Aim of the exercise
Tally the lines in the entries where the string "FeatureIdentifier" appears, and write only the total.

[Saved data entries]
_ _ _ _ _ _ _
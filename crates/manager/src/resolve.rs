//! The resolution engine: aggregates provider answers into authorization
//! statuses and price-sorted offer lists.
//!
//! Resolution always runs inside a queued task, over a snapshot of the
//! catalog and the provider list taken when the task started.

use crate::catalog::Catalog;
use crate::provider::Provider;
use entitle_domain::{
    AuthorizationStatus, Environment, FeatureIdentifier, Offer, ProductIdentifier, Target,
};
use std::sync::Arc;
use tracing::warn;

/// The state a single resolution pass works over.
pub(crate) struct Resolution<'a> {
    pub(crate) catalog: &'a Catalog,
    pub(crate) providers: &'a [Arc<dyn Provider>],
}

impl Resolution<'_> {
    /// Aggregated authorization status for a target in an environment.
    ///
    /// Every entitlement-capable provider is asked for its opinion;
    /// abstentions are excluded and the rest combine with "any grant wins".
    /// A product additionally counts as granted when all of its bundled
    /// features are, and a feature inherits grants from any product bundling
    /// it.
    pub(crate) async fn status(&self, target: &Target, environment: &Environment) -> AuthorizationStatus {
        match target {
            Target::Feature(id) => self.feature_status(id, environment).await,
            Target::Product(id) => self.product_status(id, environment).await,
        }
    }

    async fn feature_status(
        &self,
        feature: &FeatureIdentifier,
        environment: &Environment,
    ) -> AuthorizationStatus {
        let mut status = self.direct_status(&Target::Feature(feature.clone()), environment).await;

        // A grant on any product bundling the feature covers the feature.
        for product in self.catalog.products_containing(feature) {
            let via_product = self
                .direct_status(&Target::Product(product.identifier.clone()), environment)
                .await;
            status = status.combined(via_product);
        }

        status
    }

    async fn product_status(
        &self,
        product: &ProductIdentifier,
        environment: &Environment,
    ) -> AuthorizationStatus {
        let mut status = self.direct_status(&Target::Product(product.clone()), environment).await;

        // Holding every bundled feature is equivalent to holding the product.
        if let Some(product) = self.catalog.product(product)
            && !product.contents.is_empty()
        {
            let mut via_features = AuthorizationStatus::Granted;
            for feature in &product.contents {
                let feature_status = self.feature_status(feature, environment).await;
                via_features = via_features.min(feature_status);
            }
            status = status.combined(via_features);
        }

        status
    }

    /// Combines provider opinions on exactly this target, without catalog
    /// traversal.
    async fn direct_status(
        &self,
        target: &Target,
        environment: &Environment,
    ) -> AuthorizationStatus {
        let mut status = AuthorizationStatus::Unknown;

        for provider in self.providers {
            match provider.entitlement(target, environment).await {
                Ok(Some(opinion)) => status = status.combined(opinion),
                Ok(None) => {},
                Err(err) => {
                    warn!(
                        provider = provider.name(),
                        %target,
                        error = %err,
                        "Provider failed to answer entitlement query; skipping"
                    );
                },
            }
        }

        status
    }

    /// Offers for a product, ascending by price, stable on provider insertion
    /// order. `None` when no provider supplied data.
    pub(crate) async fn offers_for_product(&self, product: &ProductIdentifier) -> Option<Vec<Offer>> {
        self.collect_offers(std::slice::from_ref(product)).await
    }

    /// Offers covering a feature, transitively via every registered product
    /// that bundles it.
    pub(crate) async fn offers_for_feature(&self, feature: &FeatureIdentifier) -> Option<Vec<Offer>> {
        let products: Vec<ProductIdentifier> = self
            .catalog
            .products_containing(feature)
            .into_iter()
            .map(|product| product.identifier.clone())
            .collect();
        self.collect_offers(&products).await
    }

    /// Unions provider offers over a set of products. Iterates providers in
    /// insertion order so the stable price sort breaks ties the way they were
    /// added.
    async fn collect_offers(&self, products: &[ProductIdentifier]) -> Option<Vec<Offer>> {
        let mut any_data = false;
        let mut offers: Vec<Offer> = Vec::new();

        for provider in self.providers {
            for product in products {
                match provider.offers(product).await {
                    Ok(Some(batch)) => {
                        any_data = true;
                        for offer in batch {
                            // The same offer may cover several queried products.
                            // Identifiers are only unique within one provider,
                            // so dedup keys on the source as well.
                            if !offers.iter().any(|seen| {
                                seen.source == offer.source && seen.identifier == offer.identifier
                            }) {
                                offers.push(offer);
                            }
                        }
                    },
                    Ok(None) => {},
                    Err(err) => {
                        warn!(
                            provider = provider.name(),
                            %product,
                            error = %err,
                            "Provider failed to answer offer query; skipping"
                        );
                    },
                }
            }
        }

        if !any_data {
            return None;
        }

        // Stable: equal prices keep provider insertion order.
        offers.sort_by(|a, b| a.price.cmp(&b.price));
        Some(offers)
    }
}
//! Facade crate for the entitlement engine.
//! Re-exports the domain model and manager, and aggregates the optional
//! in-tree providers behind feature flags. Keep this crate thin: it composes
//! other crates, it does not implement resolution logic.
//!
//! ## Usage
//! - Add `entitle` with the desired feature flags (`unlock`/`logger`).
//! - Build one [`Manager`](manager::Manager) at your composition root and
//!   hand out clones.

pub use entitle_domain as domain;
pub use entitle_manager as manager;

#[cfg(feature = "logger")]
pub use entitle_logger as logger;

/// Provider registry for runtime introspection.
pub mod providers {
    #[cfg(feature = "unlock")]
    pub use entitle_unlock_provider as unlock;

    /// Build-time enabled in-tree providers (by Cargo feature).
    pub const ENABLED: &[&str] = &[
        #[cfg(feature = "unlock")]
        "unlock",
    ];

    #[must_use]
    pub fn is_enabled(name: &str) -> bool {
        ENABLED.contains(&name)
    }
}

/// Commonly used types for consumers of the engine.
pub mod prelude {
    pub use entitle_domain::{
        AuthorizationStatus, Environment, Feature, FeatureIdentifier, Offer, OfferIdentifier,
        Price, Product, ProductIdentifier, Target,
    };
    pub use entitle_manager::{
        Manager, ManagerConfig, ManagerError, ObserverHandle, OffersUpdate, OwnerRef, Provider,
        ProviderError, StatusUpdate, owner_ref,
    };
}
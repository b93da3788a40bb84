//! The manager: public surface tying catalog, providers, queue and observers
//! together.

use crate::catalog::Catalog;
use crate::config::ManagerConfig;
use crate::error::ManagerError;
use crate::observer::{
    ObserverHandle, ObserverKind, ObserverRegistry, OffersUpdate, OwnerRef, StatusUpdate,
};
use crate::provider::Provider;
use crate::queue::SequentialQueue;
use crate::resolve::Resolution;
use entitle_domain::{
    Environment, Feature, FeatureIdentifier, Offer, Product, ProductIdentifier, Target,
};
use parking_lot::{Mutex, RwLock};
use std::sync::Arc;
use tracing::{debug, info};

/// Shared state, exclusively mutated by queue-executed jobs.
#[derive(Debug)]
struct Shared {
    config: ManagerConfig,
    catalog: RwLock<Catalog>,
    providers: RwLock<Vec<Arc<dyn Provider>>>,
    observers: Mutex<ObserverRegistry>,
}

/// The entitlement manager.
///
/// Explicitly constructed (no global instance); clones share the same state
/// and queue. All mutating operations are async and resolve once their queued
/// job has committed. Catalog lookups read an atomic snapshot outside the
/// queue, so a lookup racing a queued registration may still observe the
/// pre-commit catalog.
#[derive(Debug, Clone)]
pub struct Manager {
    shared: Arc<Shared>,
    queue: Arc<SequentialQueue>,
}

impl Default for Manager {
    fn default() -> Self {
        Self::new()
    }
}

impl Manager {
    /// Creates a manager with default configuration.
    ///
    /// Must be called from within a tokio runtime: the sequential queue
    /// worker is spawned here.
    #[must_use]
    pub fn new() -> Self {
        Self::with_config(ManagerConfig::default())
    }

    /// Creates a manager with explicit configuration.
    #[must_use]
    pub fn with_config(config: ManagerConfig) -> Self {
        let config = config.normalized();
        let queue = Arc::new(SequentialQueue::new(config.queue_capacity));

        info!(name = %config.name, "Entitlement manager started");

        let shared = Arc::new(Shared {
            config,
            catalog: RwLock::new(Catalog::default()),
            providers: RwLock::new(Vec::new()),
            observers: Mutex::new(ObserverRegistry::default()),
        });

        Self { shared, queue }
    }

    /// The configuration this manager runs with.
    #[must_use]
    pub fn config(&self) -> &ManagerConfig {
        &self.shared.config
    }

    // --- Feature/product registration ---

    /// Registers a feature. Re-registering an identifier replaces the prior
    /// entry (last-wins).
    pub async fn register_feature(&self, feature: Feature) -> Result<(), ManagerError> {
        let shared = self.shared.clone();
        self.queue
            .run(move || async move {
                debug!(feature = %feature.identifier, "Registering feature");
                shared.catalog.write().register_feature(feature);
                evaluate_observers(&shared).await;
            })
            .await
    }

    /// Registers a product. Re-registering an identifier replaces the prior
    /// entry (last-wins).
    pub async fn register_product(&self, product: Product) -> Result<(), ManagerError> {
        let shared = self.shared.clone();
        self.queue
            .run(move || async move {
                debug!(product = %product.identifier, "Registering product");
                shared.catalog.write().register_product(product);
                evaluate_observers(&shared).await;
            })
            .await
    }

    // --- Feature/product resolution ---

    /// Returns the feature registered under `identifier`, if any.
    #[must_use]
    pub fn feature_with_identifier(&self, identifier: &FeatureIdentifier) -> Option<Arc<Feature>> {
        self.shared.catalog.read().feature(identifier)
    }

    /// Returns the product registered under `identifier`, if any.
    #[must_use]
    pub fn product_with_identifier(&self, identifier: &ProductIdentifier) -> Option<Arc<Product>> {
        self.shared.catalog.read().product(identifier)
    }

    /// Offers for products containing `feature`, ascending by price with ties
    /// broken by provider insertion order. `Ok(None)` while no provider has
    /// supplied data yet.
    pub async fn offers_for_feature(
        &self,
        feature: &FeatureIdentifier,
    ) -> Result<Option<Vec<Offer>>, ManagerError> {
        let shared = self.shared.clone();
        let feature = feature.clone();
        self.queue
            .run(move || async move {
                let (catalog, providers) = snapshot(&shared);
                Resolution { catalog: &catalog, providers: &providers }
                    .offers_for_feature(&feature)
                    .await
            })
            .await
    }

    /// Offers for `product`, ascending by price with ties broken by provider
    /// insertion order. `Ok(None)` while no provider has supplied data yet.
    pub async fn offers_for_product(
        &self,
        product: &ProductIdentifier,
    ) -> Result<Option<Vec<Offer>>, ManagerError> {
        let shared = self.shared.clone();
        let product = product.clone();
        self.queue
            .run(move || async move {
                let (catalog, providers) = snapshot(&shared);
                Resolution { catalog: &catalog, providers: &providers }
                    .offers_for_product(&product)
                    .await
            })
            .await
    }

    // --- Provider management ---

    /// Adds an entitlement/offer provider. It is consulted on every
    /// subsequent resolution pass until removed.
    pub async fn add_provider(&self, provider: Arc<dyn Provider>) -> Result<(), ManagerError> {
        let shared = self.shared.clone();
        self.queue
            .run(move || async move {
                info!(provider = provider.name(), "Provider added");
                shared.providers.write().push(provider);
                evaluate_observers(&shared).await;
            })
            .await
    }

    /// Removes a previously added provider (matched by identity). Removing an
    /// unknown provider is a benign no-op.
    pub async fn remove_provider(&self, provider: &Arc<dyn Provider>) -> Result<(), ManagerError> {
        let shared = self.shared.clone();
        let provider = provider.clone();
        self.queue
            .run(move || async move {
                let removed = {
                    let mut providers = shared.providers.write();
                    let before = providers.len();
                    providers.retain(|active| !Arc::ptr_eq(active, &provider));
                    providers.len() < before
                };
                if removed {
                    info!(provider = provider.name(), "Provider removed");
                    evaluate_observers(&shared).await;
                }
            })
            .await
    }

    /// Re-runs resolution over all observers. Providers call this when their
    /// backing data changed out-of-band (a receipt arrived, a license file
    /// appeared).
    pub async fn refresh(&self) -> Result<(), ManagerError> {
        let shared = self.shared.clone();
        self.queue.run(move || async move { evaluate_observers(&shared).await }).await
    }

    // --- Observation ---

    /// Starts observing the authorization status of the given products and
    /// features in `environment`.
    ///
    /// The handler is invoked once immediately with the current statuses, and
    /// again whenever a committed change affects the interest set. If `owner`
    /// is given, the observation stops automatically once the owner is
    /// dropped, without a final callback.
    pub async fn observe_products<H>(
        &self,
        products: Vec<ProductIdentifier>,
        features: Vec<FeatureIdentifier>,
        environment: Environment,
        owner: Option<OwnerRef>,
        handler: H,
    ) -> Result<ObserverHandle, ManagerError>
    where
        H: Fn(&StatusUpdate) + Send + Sync + 'static,
    {
        let shared = self.shared.clone();
        let targets = targets_from(products, features);
        self.queue
            .run(move || async move {
                let handle = shared.observers.lock().insert(
                    targets.clone(),
                    Some(environment.clone()),
                    owner,
                    ObserverKind::Status { handler: Arc::new(handler), last_seen: None },
                );

                let (catalog, providers) = snapshot(&shared);
                let resolution = Resolution { catalog: &catalog, providers: &providers };
                let initial = compute_status(&resolution, &targets, &environment).await;

                let staged = shared
                    .observers
                    .lock()
                    .get_mut(&handle)
                    .and_then(|observer| observer.stage_status(&initial));
                // Handlers run without the registry lock held.
                if let Some(deliver) = staged {
                    deliver(&initial);
                }
                handle
            })
            .await
    }

    /// Starts observing the offers covering the given products and features.
    ///
    /// Same lifecycle as [`Manager::observe_products`], with offer-list
    /// updates instead of status updates.
    pub async fn observe_offers<H>(
        &self,
        products: Vec<ProductIdentifier>,
        features: Vec<FeatureIdentifier>,
        owner: Option<OwnerRef>,
        handler: H,
    ) -> Result<ObserverHandle, ManagerError>
    where
        H: Fn(&OffersUpdate) + Send + Sync + 'static,
    {
        let shared = self.shared.clone();
        let targets = targets_from(products, features);
        self.queue
            .run(move || async move {
                let handle = shared.observers.lock().insert(
                    targets.clone(),
                    None,
                    owner,
                    ObserverKind::Offers { handler: Arc::new(handler), last_seen: None },
                );

                let (catalog, providers) = snapshot(&shared);
                let resolution = Resolution { catalog: &catalog, providers: &providers };
                let initial = compute_offers(&resolution, &targets).await;

                let staged = shared
                    .observers
                    .lock()
                    .get_mut(&handle)
                    .and_then(|observer| observer.stage_offers(&initial));
                if let Some(deliver) = staged {
                    deliver(&initial);
                }
                handle
            })
            .await
    }

    /// Stops an observer. Serialized through the queue so it cannot race a
    /// recomputation in flight; stopping an unknown or already-stopped
    /// observer is a no-op.
    pub async fn stop_observer(&self, handle: &ObserverHandle) -> Result<(), ManagerError> {
        let shared = self.shared.clone();
        let handle = handle.clone();
        self.queue
            .run(move || async move {
                shared.observers.lock().remove(&handle);
            })
            .await
    }
}

/// Merges product and feature identifiers into one interest set, products
/// first.
fn targets_from(products: Vec<ProductIdentifier>, features: Vec<FeatureIdentifier>) -> Vec<Target> {
    products
        .into_iter()
        .map(Target::Product)
        .chain(features.into_iter().map(Target::Feature))
        .collect()
}

/// Clones the catalog and provider list so resolution works over a stable
/// view without holding locks across provider I/O.
fn snapshot(shared: &Shared) -> (Catalog, Vec<Arc<dyn Provider>>) {
    (shared.catalog.read().clone(), shared.providers.read().clone())
}

async fn compute_status(
    resolution: &Resolution<'_>,
    targets: &[Target],
    environment: &Environment,
) -> StatusUpdate {
    let mut update = StatusUpdate::default();
    for target in targets {
        update.insert(target.clone(), resolution.status(target, environment).await);
    }
    update
}

async fn compute_offers(resolution: &Resolution<'_>, targets: &[Target]) -> OffersUpdate {
    let mut update = OffersUpdate::default();
    for target in targets {
        let offers = match target {
            Target::Feature(id) => resolution.offers_for_feature(id).await,
            Target::Product(id) => resolution.offers_for_product(id).await,
        };
        update.insert(target.clone(), offers);
    }
    update
}

/// What a registered observer is interested in, captured while the registry
/// lock is held so resolution can run without it.
enum Interest {
    Status { targets: Vec<Target>, environment: Environment },
    Offers { targets: Vec<Target> },
}

/// One evaluation cycle: prune released owners, recompute every observer's
/// view, and deliver updates that differ from the last-seen snapshot.
///
/// Runs at the end of every mutating queued job, after the state change has
/// committed.
async fn evaluate_observers(shared: &Arc<Shared>) {
    let interests: Vec<(ObserverHandle, Interest)> = {
        let mut observers = shared.observers.lock();
        observers.prune_released();
        observers
            .iter_mut()
            .map(|observer| {
                let handle = ObserverHandle { id: observer.id };
                let interest = match (&observer.kind, &observer.environment) {
                    (ObserverKind::Status { .. }, Some(environment)) => Interest::Status {
                        targets: observer.targets.clone(),
                        environment: environment.clone(),
                    },
                    _ => Interest::Offers { targets: observer.targets.clone() },
                };
                (handle, interest)
            })
            .collect()
    };

    if interests.is_empty() {
        return;
    }

    let (catalog, providers) = snapshot(shared);
    let resolution = Resolution { catalog: &catalog, providers: &providers };

    // Handlers are staged under the registry lock and invoked after it is
    // released, so a blocking or re-entrant handler cannot wedge the registry.
    for (handle, interest) in interests {
        match interest {
            Interest::Status { targets, environment } => {
                let fresh = compute_status(&resolution, &targets, &environment).await;
                let staged = shared
                    .observers
                    .lock()
                    .get_mut(&handle)
                    .and_then(|observer| observer.stage_status(&fresh));
                if let Some(deliver) = staged {
                    deliver(&fresh);
                }
            },
            Interest::Offers { targets } => {
                let fresh = compute_offers(&resolution, &targets).await;
                let staged = shared
                    .observers
                    .lock()
                    .get_mut(&handle)
                    .and_then(|observer| observer.stage_offers(&fresh));
                if let Some(deliver) = staged {
                    deliver(&fresh);
                }
            },
        }
    }
}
_ _ _ _ _ _ _
Answer to this task
10